GIVEN DATA ::
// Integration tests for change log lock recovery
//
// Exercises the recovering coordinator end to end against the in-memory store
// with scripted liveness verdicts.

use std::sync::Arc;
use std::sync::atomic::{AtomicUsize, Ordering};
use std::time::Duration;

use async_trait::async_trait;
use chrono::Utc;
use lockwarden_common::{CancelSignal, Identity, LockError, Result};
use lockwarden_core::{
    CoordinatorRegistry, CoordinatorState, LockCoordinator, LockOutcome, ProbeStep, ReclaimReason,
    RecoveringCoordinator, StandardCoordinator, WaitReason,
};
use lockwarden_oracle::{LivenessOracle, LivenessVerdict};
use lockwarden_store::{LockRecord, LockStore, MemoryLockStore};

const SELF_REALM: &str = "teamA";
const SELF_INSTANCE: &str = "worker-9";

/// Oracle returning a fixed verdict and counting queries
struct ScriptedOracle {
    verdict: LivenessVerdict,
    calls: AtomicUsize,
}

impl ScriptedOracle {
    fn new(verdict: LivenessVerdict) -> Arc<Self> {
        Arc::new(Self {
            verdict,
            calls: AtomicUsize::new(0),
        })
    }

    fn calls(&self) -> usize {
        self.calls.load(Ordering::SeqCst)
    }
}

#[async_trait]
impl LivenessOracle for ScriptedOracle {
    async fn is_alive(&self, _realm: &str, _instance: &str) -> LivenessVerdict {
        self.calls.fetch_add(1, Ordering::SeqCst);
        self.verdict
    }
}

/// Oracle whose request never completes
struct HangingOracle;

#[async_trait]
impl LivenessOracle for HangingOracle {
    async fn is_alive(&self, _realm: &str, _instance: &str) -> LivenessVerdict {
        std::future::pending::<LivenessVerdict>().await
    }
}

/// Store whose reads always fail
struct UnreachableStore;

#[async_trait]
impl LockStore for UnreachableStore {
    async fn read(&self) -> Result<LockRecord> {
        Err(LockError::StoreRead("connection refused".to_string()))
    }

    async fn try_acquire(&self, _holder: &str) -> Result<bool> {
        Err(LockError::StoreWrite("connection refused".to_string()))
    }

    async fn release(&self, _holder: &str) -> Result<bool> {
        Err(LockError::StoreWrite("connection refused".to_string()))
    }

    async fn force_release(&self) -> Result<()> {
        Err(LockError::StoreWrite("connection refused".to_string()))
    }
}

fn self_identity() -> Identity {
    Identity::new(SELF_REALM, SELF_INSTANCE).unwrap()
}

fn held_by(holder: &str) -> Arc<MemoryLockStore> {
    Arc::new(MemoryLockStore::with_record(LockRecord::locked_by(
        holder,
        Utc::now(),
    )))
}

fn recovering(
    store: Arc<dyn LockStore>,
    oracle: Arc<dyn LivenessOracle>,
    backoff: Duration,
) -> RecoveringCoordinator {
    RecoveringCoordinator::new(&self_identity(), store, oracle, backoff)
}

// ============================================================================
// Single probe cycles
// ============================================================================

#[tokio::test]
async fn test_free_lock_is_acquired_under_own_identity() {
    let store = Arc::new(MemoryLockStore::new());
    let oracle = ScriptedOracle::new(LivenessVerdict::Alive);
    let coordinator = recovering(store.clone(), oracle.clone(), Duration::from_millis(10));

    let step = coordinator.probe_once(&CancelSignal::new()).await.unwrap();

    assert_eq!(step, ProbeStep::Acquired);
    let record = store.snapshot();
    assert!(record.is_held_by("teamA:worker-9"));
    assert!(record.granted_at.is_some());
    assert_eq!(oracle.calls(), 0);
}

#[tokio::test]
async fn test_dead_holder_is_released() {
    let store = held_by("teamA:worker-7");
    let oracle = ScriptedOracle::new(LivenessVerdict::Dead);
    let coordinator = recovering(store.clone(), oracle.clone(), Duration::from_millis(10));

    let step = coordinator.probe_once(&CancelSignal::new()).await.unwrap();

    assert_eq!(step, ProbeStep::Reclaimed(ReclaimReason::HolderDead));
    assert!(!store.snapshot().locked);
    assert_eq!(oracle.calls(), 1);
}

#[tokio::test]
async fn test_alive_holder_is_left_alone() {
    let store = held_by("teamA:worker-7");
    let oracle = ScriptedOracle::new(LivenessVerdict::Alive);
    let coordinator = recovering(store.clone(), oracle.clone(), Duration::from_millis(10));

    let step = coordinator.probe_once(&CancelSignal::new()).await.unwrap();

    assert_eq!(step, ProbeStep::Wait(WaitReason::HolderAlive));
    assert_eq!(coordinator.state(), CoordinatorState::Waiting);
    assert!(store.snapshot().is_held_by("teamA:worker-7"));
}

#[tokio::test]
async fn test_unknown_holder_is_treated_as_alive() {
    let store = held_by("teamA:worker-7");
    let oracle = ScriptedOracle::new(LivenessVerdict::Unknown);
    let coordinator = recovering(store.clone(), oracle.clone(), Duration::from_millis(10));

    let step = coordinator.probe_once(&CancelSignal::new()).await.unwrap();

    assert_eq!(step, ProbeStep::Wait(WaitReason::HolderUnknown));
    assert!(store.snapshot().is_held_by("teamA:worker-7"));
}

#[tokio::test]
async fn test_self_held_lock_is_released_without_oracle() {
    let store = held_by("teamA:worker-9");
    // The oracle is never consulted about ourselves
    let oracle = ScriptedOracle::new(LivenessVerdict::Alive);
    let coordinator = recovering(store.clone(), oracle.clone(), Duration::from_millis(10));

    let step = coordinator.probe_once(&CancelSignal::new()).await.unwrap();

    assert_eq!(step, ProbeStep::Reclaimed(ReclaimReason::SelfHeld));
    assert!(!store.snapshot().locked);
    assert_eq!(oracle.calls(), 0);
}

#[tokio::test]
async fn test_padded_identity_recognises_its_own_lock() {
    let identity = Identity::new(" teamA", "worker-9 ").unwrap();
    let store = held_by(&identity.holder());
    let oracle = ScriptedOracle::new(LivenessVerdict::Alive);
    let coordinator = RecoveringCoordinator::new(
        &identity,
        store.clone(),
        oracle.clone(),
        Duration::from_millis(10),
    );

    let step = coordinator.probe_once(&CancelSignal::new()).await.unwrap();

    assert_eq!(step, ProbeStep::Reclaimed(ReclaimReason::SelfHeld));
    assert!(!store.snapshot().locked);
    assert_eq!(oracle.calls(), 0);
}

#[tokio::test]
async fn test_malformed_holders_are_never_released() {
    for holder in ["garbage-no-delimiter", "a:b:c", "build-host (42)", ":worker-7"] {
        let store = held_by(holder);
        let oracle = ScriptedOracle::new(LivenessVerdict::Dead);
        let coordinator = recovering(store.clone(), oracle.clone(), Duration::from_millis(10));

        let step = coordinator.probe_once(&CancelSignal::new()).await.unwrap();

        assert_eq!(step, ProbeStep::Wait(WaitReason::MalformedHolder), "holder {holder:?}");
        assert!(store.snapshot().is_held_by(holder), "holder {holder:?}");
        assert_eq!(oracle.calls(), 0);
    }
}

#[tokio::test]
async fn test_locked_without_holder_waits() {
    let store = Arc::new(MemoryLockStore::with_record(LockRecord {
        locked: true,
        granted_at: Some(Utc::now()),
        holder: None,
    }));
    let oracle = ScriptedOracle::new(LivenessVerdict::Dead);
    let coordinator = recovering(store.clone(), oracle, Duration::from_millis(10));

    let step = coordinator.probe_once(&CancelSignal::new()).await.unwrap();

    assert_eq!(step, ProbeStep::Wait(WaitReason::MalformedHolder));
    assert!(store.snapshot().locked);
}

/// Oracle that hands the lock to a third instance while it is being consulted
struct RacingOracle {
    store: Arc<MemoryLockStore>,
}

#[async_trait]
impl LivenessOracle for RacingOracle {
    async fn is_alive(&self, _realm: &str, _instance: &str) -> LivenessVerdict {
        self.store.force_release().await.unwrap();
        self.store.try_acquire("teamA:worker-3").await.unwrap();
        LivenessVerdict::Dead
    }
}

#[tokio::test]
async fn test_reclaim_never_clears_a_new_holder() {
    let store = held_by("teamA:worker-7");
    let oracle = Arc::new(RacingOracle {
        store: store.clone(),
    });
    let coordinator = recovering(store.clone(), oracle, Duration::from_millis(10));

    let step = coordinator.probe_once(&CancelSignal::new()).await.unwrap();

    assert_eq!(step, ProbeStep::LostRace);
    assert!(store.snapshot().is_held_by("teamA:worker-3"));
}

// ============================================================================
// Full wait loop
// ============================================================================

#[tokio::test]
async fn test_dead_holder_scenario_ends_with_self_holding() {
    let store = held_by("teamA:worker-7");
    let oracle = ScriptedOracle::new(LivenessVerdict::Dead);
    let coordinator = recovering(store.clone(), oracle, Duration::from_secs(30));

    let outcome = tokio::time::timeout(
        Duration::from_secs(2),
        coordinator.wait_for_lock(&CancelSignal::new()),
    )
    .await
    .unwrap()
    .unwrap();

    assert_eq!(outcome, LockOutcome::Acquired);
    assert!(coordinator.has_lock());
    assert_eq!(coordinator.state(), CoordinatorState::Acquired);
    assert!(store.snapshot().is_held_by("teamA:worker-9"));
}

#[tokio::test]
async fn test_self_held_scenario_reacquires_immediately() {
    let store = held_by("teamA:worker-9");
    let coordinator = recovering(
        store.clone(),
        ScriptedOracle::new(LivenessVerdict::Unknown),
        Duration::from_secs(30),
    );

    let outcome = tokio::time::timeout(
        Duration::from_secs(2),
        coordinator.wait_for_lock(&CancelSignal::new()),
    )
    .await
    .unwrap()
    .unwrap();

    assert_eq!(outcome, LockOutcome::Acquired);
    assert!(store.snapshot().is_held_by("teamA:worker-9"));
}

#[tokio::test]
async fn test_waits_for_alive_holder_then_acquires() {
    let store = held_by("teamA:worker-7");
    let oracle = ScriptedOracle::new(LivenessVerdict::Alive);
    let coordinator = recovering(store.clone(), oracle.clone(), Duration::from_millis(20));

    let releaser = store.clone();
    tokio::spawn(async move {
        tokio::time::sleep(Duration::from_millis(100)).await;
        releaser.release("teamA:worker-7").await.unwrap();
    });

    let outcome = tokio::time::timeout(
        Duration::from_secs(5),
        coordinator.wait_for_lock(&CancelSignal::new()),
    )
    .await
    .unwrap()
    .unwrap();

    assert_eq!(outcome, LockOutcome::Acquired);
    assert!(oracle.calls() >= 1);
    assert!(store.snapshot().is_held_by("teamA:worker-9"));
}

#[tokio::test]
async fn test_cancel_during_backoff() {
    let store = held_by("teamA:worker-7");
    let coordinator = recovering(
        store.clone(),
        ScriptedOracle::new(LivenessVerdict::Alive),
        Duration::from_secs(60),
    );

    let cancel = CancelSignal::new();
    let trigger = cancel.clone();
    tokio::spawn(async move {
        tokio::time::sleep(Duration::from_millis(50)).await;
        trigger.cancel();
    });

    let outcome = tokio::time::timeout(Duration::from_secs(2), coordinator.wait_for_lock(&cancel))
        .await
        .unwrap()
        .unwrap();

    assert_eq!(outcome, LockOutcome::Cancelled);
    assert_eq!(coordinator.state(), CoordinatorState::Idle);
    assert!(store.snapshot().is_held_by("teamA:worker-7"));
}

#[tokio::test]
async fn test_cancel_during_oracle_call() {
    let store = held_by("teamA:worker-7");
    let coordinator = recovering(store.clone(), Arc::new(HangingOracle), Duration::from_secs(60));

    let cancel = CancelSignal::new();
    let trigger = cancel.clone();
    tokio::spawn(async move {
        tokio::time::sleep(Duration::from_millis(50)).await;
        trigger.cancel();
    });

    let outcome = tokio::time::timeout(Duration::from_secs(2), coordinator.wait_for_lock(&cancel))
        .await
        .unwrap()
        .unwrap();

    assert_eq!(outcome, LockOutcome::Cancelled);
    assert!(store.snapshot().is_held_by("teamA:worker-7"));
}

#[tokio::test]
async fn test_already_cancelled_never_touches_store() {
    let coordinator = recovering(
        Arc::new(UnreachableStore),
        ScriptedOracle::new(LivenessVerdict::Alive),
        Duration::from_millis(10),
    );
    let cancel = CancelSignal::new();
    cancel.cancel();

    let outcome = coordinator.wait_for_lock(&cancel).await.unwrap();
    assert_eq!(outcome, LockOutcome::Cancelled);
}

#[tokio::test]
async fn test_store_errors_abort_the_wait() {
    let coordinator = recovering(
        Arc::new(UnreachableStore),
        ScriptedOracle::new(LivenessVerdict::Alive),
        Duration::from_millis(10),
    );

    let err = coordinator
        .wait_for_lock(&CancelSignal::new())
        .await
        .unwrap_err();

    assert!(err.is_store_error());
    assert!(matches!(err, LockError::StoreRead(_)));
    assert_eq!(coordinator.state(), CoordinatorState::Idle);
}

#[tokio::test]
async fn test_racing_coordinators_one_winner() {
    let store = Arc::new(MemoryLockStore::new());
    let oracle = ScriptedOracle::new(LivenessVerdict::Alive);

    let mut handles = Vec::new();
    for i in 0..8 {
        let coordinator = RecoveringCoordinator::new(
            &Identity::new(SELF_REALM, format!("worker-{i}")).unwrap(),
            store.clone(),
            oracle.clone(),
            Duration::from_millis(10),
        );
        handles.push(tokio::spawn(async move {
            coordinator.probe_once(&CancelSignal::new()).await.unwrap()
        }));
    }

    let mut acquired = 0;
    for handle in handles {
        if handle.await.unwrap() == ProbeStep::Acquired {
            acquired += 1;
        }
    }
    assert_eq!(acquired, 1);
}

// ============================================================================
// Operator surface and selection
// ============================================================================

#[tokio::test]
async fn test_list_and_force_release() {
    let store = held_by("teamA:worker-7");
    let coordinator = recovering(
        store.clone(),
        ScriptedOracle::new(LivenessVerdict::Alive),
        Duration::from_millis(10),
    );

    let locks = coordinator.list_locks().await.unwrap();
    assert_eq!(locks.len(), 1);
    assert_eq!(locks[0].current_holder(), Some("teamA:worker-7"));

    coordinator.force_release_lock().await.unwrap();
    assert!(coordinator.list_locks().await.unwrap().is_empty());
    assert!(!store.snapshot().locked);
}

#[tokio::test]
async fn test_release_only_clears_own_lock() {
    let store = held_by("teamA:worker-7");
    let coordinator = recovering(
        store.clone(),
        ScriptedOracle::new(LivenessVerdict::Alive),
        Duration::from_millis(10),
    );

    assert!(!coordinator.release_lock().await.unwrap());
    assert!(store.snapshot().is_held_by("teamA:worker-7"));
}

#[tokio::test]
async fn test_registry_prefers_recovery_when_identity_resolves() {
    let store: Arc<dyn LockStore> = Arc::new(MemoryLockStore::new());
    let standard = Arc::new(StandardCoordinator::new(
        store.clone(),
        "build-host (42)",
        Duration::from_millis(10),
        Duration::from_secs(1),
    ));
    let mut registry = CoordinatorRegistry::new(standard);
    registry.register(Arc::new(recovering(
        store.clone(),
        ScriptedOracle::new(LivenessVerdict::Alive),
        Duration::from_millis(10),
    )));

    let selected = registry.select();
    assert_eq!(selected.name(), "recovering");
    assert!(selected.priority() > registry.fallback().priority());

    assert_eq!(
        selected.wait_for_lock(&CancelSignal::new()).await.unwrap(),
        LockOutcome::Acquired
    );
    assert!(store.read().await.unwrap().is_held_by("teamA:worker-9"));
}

---

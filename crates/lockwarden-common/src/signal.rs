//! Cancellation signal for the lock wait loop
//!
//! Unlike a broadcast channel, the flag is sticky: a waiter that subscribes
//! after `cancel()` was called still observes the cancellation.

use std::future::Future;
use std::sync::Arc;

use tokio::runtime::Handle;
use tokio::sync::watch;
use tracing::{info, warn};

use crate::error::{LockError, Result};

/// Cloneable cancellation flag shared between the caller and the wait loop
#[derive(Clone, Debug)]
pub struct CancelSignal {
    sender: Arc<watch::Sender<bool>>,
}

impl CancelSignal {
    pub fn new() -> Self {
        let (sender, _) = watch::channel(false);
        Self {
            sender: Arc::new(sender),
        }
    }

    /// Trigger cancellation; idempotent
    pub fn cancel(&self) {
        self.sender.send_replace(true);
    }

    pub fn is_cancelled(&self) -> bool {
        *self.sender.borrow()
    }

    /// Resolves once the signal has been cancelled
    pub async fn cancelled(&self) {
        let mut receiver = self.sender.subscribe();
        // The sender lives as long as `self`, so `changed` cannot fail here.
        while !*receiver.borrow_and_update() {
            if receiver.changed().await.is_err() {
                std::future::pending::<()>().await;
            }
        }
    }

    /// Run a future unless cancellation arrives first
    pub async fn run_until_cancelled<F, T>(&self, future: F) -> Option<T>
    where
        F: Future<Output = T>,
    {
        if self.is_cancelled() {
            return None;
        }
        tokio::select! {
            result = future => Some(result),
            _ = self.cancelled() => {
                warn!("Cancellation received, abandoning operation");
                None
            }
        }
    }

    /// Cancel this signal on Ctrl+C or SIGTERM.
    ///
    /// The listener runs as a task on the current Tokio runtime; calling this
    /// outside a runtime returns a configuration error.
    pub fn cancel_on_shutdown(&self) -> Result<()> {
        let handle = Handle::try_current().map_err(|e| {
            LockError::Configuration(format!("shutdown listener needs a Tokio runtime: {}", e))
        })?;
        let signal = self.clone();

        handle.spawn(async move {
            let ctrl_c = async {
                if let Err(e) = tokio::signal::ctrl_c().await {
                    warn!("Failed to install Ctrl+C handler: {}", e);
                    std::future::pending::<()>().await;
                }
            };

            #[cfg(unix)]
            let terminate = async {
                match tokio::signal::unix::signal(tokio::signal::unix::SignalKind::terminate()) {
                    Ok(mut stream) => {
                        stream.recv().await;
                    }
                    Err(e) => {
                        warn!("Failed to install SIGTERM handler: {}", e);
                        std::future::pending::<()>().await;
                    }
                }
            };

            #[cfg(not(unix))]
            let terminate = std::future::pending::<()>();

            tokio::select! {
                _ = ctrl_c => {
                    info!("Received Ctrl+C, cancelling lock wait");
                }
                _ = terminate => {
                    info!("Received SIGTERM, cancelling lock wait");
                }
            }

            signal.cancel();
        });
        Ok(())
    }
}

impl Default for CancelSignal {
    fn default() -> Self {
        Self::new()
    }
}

TASK DETAILS ::
Copy every line of the listing that contains the word "selected".

TASK RESULT ::
    let selected = registry.select();
    assert_eq!(selected.name(), "recovering");
    assert!(selected.priority() > registry.fallback().priority());
        selected.wait_for_lock(&CancelSignal::new()).await.unwrap(),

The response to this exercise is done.